Hi Mable

My neuro doesn't really discuss prognosis with me, although he did encourage me early on, at every appointment, to retire on disability sooner than I was ready for it.

He has referred me to the Mellen Center for MS a few times over the years, to be seen by their neuros.

And they were very open and frank with me about my MS progression.

I guess it depends on the neuro.

Take Care

My neurologist is very conservative and measured in all of his comments so he'll never bring up the unknown. My neurologist doesn't discuss it unless I bring it up. We only discuss it when I bring it up in the course of treatment planning.

For example; I wanted to reduce the amount of solumedrol administered before infusions and declining gadolinium for my MRIs.

He agreed to both although he would like me to occasionally get gadolinium, but not every MRI. (Note: I am limited to only 30 minutes of MRI time per session so I would be getting gadolinium a minimum of 3 times per year). No thank you.

Are you open to sharing why there is a limitation on your MRI time? I ask b/c I´ve never gotten an MRI done in that window of time.

I have an implant that has a restriction of 30 minutes of MRI time per session. It wasn't like that when I first got the implant, but they changed the restrictions 2 years ago. So instead of getting brain, cervical, thoracic in one run, then repeated with contrast it I now have to get each one separately. It sucks ... royally!

My original neuro who diagnosed me and who I have seen for the last 5 years was not willing to say either way. I am a person who wants to plan, so it was originally hard for me when he told me that the plan (when I asked) was to keep me happy, healthy and active for as long as possible.

It's certainly not a prognosis, but to me, after the initial thought of "that's not what I meant when I was talking about a plan!" it was an indicator that we would take things as they come and treat/change as needed.

I personally like that I haven't been given a prognosis, because honestly, as other people have said, your MS is quiet or benign until it's not. The drs really can't give you a prognosis (especially early on) so for one to do so is kind of like them just telling you something they think you want to hear (or trying to cover their butts if it all goes south).

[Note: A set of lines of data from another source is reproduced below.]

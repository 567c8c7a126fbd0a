use crate::error::ExecError;
use crate::terminal::ast::{CommandName, CommandNode, Program};
use crate::terminal::commands::cd::CdCommand;
use crate::terminal::commands::system::SystemCommand;
use crate::terminal::commands::Executable;
use crate::terminal::context::SessionContext;
use log::info;

/// Runs command trees and keeps what the last one printed.
pub struct Executor {
    system: SystemCommand,
    last_output: String,
    last_error: String,
}

impl Executor {
    pub fn new(system: SystemCommand) -> Self {
        Self { system, last_output: String::new(), last_error: String::new() }
    }

    pub fn execute(&mut self, tree: &CommandNode, ctx: &mut SessionContext) -> Result<(), ExecError> {
        let argv = tree.argv();
        info!("Executing: {:?} in {}", argv, ctx.cwd.display());

        let result = match &tree.name {
            CommandName::Known(Program::Cd) => CdCommand.execute(&argv, ctx),
            _ => self.system.execute(&argv, ctx),
        };

        match result {
            Ok(captured) => {
                self.last_output = captured.stdout;
                self.last_error = captured.stderr;
                Ok(())
            }
            Err(e) => {
                match &e {
                    ExecError::ExitStatus { stdout, stderr, .. } => {
                        self.last_output = stdout.clone();
                        self.last_error = stderr.clone();
                    }
                    other => {
                        self.last_output.clear();
                        self.last_error = other.to_string();
                    }
                }
                Err(e)
            }
        }
    }

    pub fn last_output(&self) -> &str {
        &self.last_output
    }

    pub fn last_error(&self) -> &str {
        &self.last_error
    }
}
pub mod cd;
pub mod system;

use crate::error::ExecError;
use crate::terminal::context::SessionContext;

/// Text captured from a command that exited successfully.
#[derive(Debug, Default, Clone, PartialEq, Eq)]
pub struct Captured {
    pub stdout: String,
    pub stderr: String,
}

pub trait Executable {
    fn execute(&self, args: &[String], ctx: &mut SessionContext) -> Result<Captured, ExecError>;
}
#[derive(Debug, Clone, Copy, PartialEq, Eq)]
pub enum TokenKind {
    Create,
    Directory,
    Named,
    Delete,
    ChangeDir,
    To,
    List,
    Contents,
    Path,
    Flag,
    Identifier,
}

/// The four natural-language intents the parser knows how to turn into a command.
#[derive(Debug, Clone, Copy, PartialEq, Eq)]
pub enum Intent {
    Create,
    Delete,
    ChangeDir,
    List,
}

impl TokenKind {
    pub fn intent(self) -> Option<Intent> {
        match self {
            TokenKind::Create => Some(Intent::Create),
            TokenKind::Delete => Some(Intent::Delete),
            TokenKind::ChangeDir => Some(Intent::ChangeDir),
            TokenKind::List => Some(Intent::List),
            TokenKind::Directory
            | TokenKind::Named
            | TokenKind::To
            | TokenKind::Contents
            | TokenKind::Path
            | TokenKind::Flag
            | TokenKind::Identifier => None,
        }
    }
}

#[derive(Debug, Clone, PartialEq, Eq)]
pub struct Token {
    pub kind: TokenKind,
    pub lexeme: String,
}

impl Token {
    fn new(kind: TokenKind, lexeme: &str) -> Self {
        Self { kind, lexeme: lexeme.to_string() }
    }
}

fn keyword(word: &str) -> Option<TokenKind> {
    match word {
        "create" | "make" | "new" => Some(TokenKind::Create),
        "folder" | "directory" => Some(TokenKind::Directory),
        "named" | "called" => Some(TokenKind::Named),
        "delete" | "remove" => Some(TokenKind::Delete),
        "go" | "change" => Some(TokenKind::ChangeDir),
        "to" => Some(TokenKind::To),
        "list" | "show" => Some(TokenKind::List),
        "contents" => Some(TokenKind::Contents),
        _ => None,
    }
}

fn classify(word: &str) -> TokenKind {
    let lower = word.to_lowercase();
    if let Some(kind) = keyword(&lower) {
        kind
    } else if word.contains('/') || word.contains('\\') {
        TokenKind::Path
    } else if word.starts_with('-') {
        TokenKind::Flag
    } else {
        TokenKind::Identifier
    }
}

pub fn tokenize(text: &str) -> Vec<Token> {
    text.split_whitespace()
        .map(|word| Token::new(classify(word), word))
        .collect()
}

/// Bare command names that are run as typed, without intent scanning.
const LITERAL_COMMANDS: &[&str] = &["ls", "cd", "mkdir", "rm", "cp", "mv", "pwd", "cat", "echo"];

pub fn is_literal_command(text: &str) -> bool {
    text.split_whitespace()
        .next()
        .map(|first| LITERAL_COMMANDS.contains(&first.to_lowercase().as_str()))
        .unwrap_or(false)
}

/// Literal input: one verbatim identifier per word, no classification.
pub fn literal_tokens(text: &str) -> Vec<Token> {
    text.split_whitespace()
        .map(|word| Token::new(TokenKind::Identifier, word))
        .collect()
}
use anyhow::{Result, bail};
use colored::*;
use crate::handlers::confirm_suggestion;
use crate::terminal::{Outcome, Terminal};

pub fn handle_once(terminal: &mut Terminal, text: &str, assume_yes: bool) -> Result<()> {
    let outcome = terminal.run_line(text, |s| confirm_suggestion(s, assume_yes))?;
    let message = outcome.message();

    if outcome.is_success() {
        if let Some(m) = message {
            print!("{}", m);
            if !m.ends_with('\n') {
                println!();
            }
        }
        return Ok(());
    }

    match outcome {
        Outcome::NotUnderstood => bail!("{}", message.unwrap_or_default()),
        _ => {
            eprintln!("{}", message.unwrap_or_default().red());
            bail!("❌ Command did not complete");
        }
    }
}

So my dr has always kept it to, things are looking good for now--with us both knowing that a flare could change all that at any time.

I'm not sure about my new neuro--his partner--I've only seen him once so far, but I didn't press him for a prognosis.

Very honest. He tells it like it is and listens carefully.

But the truth is that any prognosis is a guess. True with cancer. More so with MS.

The truth is that they can tell you how you are now and what statistics say about the group. Statistics don't apply individually. That's the truth that makes us crazy.

My MS specialist is pretty good about answering my questions. I don't think I've specifically asked, "What is my prognosis?".

She orders an MRI once every five years; she compares it to previous ones, tells me where the lesions are, etc.

Following her regular neurological testing, she will also compare where I am with where I was last time.

About a year ago, when I asked her if I was still RRMS or now SPMS, she said I was borderline -- moving into SPMS.
- She answers questions about meds.

She also states her opinion about what she believes:
- A number of years ago, when I asked her to Rx Ldn, she said she'd reluctantly agreed, once, to do that for a patient but it had not been effective.
- She said she believes that my functional medicine and restrictive diet is a bunch of "hooey".

Good discussion!
I have never specifically asked about prognosis. Last year when I was going through flares and other health problems my neuro told me my MS was mild. When I had to stop working because disability ran out and I couldn’t continue full time, I called to let him know. He said he was surprised as he saw this coming. I was shocked because I interpreted the “mild” comment that I should be able to push through better than I had been doing.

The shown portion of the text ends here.